Last week’s moves by the Federal Reserve and the European Central Bank to set the path for easier monetary policy going forward helped bolster expectations for increased inflation despite global economic growth headwinds.
With bond-market bulls looking to benefit from the economic pessimism implied by calls for looser central-bank policy along with a protracted trade war, some say investors who accumulated long-term U.S. Treasurys could face a nasty surprise. Ian Pollick of CIBC said traders will eventually shift bond yields higher as they play catch up with the surge in inflation prospects, delivering a hefty hit to prices for government paper that have enjoyed a hot run so far in 2019.
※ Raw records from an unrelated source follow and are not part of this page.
//! Generative model abstractions.
//!
//! - `LlmProvider`: RPITIT trait for concrete provider implementations
//! - `BoxLlmProvider`: object-safe wrapper for dynamic dispatch

pub mod box_provider;
pub mod provider;
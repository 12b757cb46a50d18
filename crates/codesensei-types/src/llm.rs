//! Model-facing request/response types.
//!
//! These model the shapes exchanged with a generative-model provider:
//! a flat sequence of turns in, a text reply out.

use serde::{Deserialize, Serialize};
use std::fmt;

use crate::chat::{ChatMessage, MessageRole};

/// Role of a turn as the model sees it.
///
/// Stored assistant messages are replayed as `Model`.
#[derive(Debug, Clone, Copy, PartialEq, Eq, Serialize, Deserialize)]
#[serde(rename_all = "lowercase")]
pub enum TurnRole {
    User,
    Model,
}

impl fmt::Display for TurnRole {
    fn fmt(&self, f: &mut fmt::Formatter<'_>) -> fmt::Result {
        match self {
            TurnRole::User => write!(f, "user"),
            TurnRole::Model => write!(f, "model"),
        }
    }
}

impl From<MessageRole> for TurnRole {
    fn from(role: MessageRole) -> Self {
        match role {
            MessageRole::Assistant => TurnRole::Model,
            MessageRole::User => TurnRole::User,
        }
    }
}

/// One entry of the conversation sent to the model.
#[derive(Debug, Clone, PartialEq, Serialize, Deserialize)]
pub struct Turn {
    pub role: TurnRole,
    pub text: String,
}

impl Turn {
    pub fn user(text: impl Into<String>) -> Self {
        Self {
            role: TurnRole::User,
            text: text.into(),
        }
    }

    pub fn model(text: impl Into<String>) -> Self {
        Self {
            role: TurnRole::Model,
            text: text.into(),
        }
    }
}

impl From<&ChatMessage> for Turn {
    fn from(message: &ChatMessage) -> Self {
        Self {
            role: message.role.into(),
            text: message.content.clone(),
        }
    }
}

/// Request for a single, non-streaming generation.
#[derive(Debug, Clone, Serialize, Deserialize)]
pub struct GenerateRequest {
    pub model: String,
    pub turns: Vec<Turn>,
}

/// Reply text plus whatever metadata the provider reported.
#[derive(Debug, Clone, Serialize, Deserialize)]
pub struct GenerateResponse {
    pub text: String,
    pub model: String,
    #[serde(skip_serializing_if = "Option::is_none")]
    pub finish_reason: Option<String>,
    #[serde(default)]
    pub usage: Usage,
}

/// Token usage reported for a generation.
#[derive(Debug, Clone, Default, PartialEq, Eq, Serialize, Deserialize)]
pub struct Usage {
    pub input_tokens: u32,
    pub output_tokens: u32,
}

/// Errors from model providers.
#[derive(Debug, thiserror::Error)]
pub enum LlmError {
    #[error("provider error: {message}")]
    Provider { message: String },

    #[error("deserialization error: {0}")]
    Deserialization(String),

    #[error("rate limited")]
    RateLimited,

    #[error("authentication failed")]
    AuthenticationFailed,

    #[error("invalid request: {0}")]
    InvalidRequest(String),

    #[error("model returned no reply{}", block_suffix(.block_reason))]
    EmptyReply { block_reason: Option<String> },
}

fn block_suffix(reason: &Option<String>) -> String {
    match reason {
        Some(reason) => format!(" (blocked: {reason})"),
        None => String::new(),
    }
}
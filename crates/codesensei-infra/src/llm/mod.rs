//! Generative model provider implementations.

pub mod gemini;
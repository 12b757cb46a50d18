//! HTTP/REST API layer for CodeSensei.
//!
//! Axum-based JSON API under `/api/` with Firebase bearer-token
//! authentication and CORS for the browser frontend.

pub mod error;
pub mod extractors;
pub mod handlers;
pub mod router;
“The problem is, you cannot rebuild breakeven inflation without having an influence on the level of nominal yields,” wrote Pollick, head of North American rate strategy for CIBC, in a research note.
“Should we continue to see global inflation markets rise as short-rate expectations stay around current levels it would begin to pressure global bond yields higher – that’s just the mechanics, not a fundamental story,” he said.
Long-term inflation expectations implied by trading in U.S. Treasury-inflation protected securities (TIPs) jumped sharply since last week after the Fed and the ECB signaled a more dovish policy stance. Both central banks indicated they were prepared to loosen their policy spigots amid risks to the U.S. and eurozone economy, chiefly the growing spillover of a trade war that has threatened to freeze business investment and slow global factory activity.
The 10-year U.S. breakeven rate, or what TIPs traders anticipate for consumer prices over the next decade, traded at 1.73% on Monday, from 1.61% last Monday. The iShares TIPs Bond ETF is up 1.2% since June 17.
Yet since the beginning of last week, the 10-year Treasury yield has retreated around 5 basis points to 2.037%, Tradeweb data show.
CIBC said long-term Treasury yields will have room to run higher as investors start to adjust to rising inflation prospects. Higher consumer prices can have a corrosive impact on values for government bonds, lifting their yields.
The bond market now appears to have been pushed into an unstable equilibrium. Dovish central bank communications allowed risk assets to rise on the back of expectations for lower interest rates, but those same expectations are also having an important influence on market-based inflation expectations,” said Pollick.
The S&P 500 hit an all-time intraday high on Friday, and the Dow Jones Industrial Average is flirting with its record closing high.
Oliver Jones, an analyst at Capital Economics, say investors once again expect central banks to rescue the global economy from its doldrums through accommodative monetary policy, even though financial conditions remain loose.
He pointed to the fact that the spread between the U.S. 2-year yield and the 10-year yield, a popular gauge of the yield curve’s steepness, has yet to invert throughout the Fed’s recent hiking cycle, reflecting expectations that the U.S. central bank will lengthen the economic expansion, securing a so-called soft landing,
A positive slope, or when long-term yields exceed their short-term peers, can indicate monetary policy remains loose enough to boost long-term growth and inflation.
Jones, however, said traders wagering on interest rate-cuts remained too optimistic on the outlook for the Fed to drastically ease policy by the end of next year when the U.S. economy appeared far away from a recession.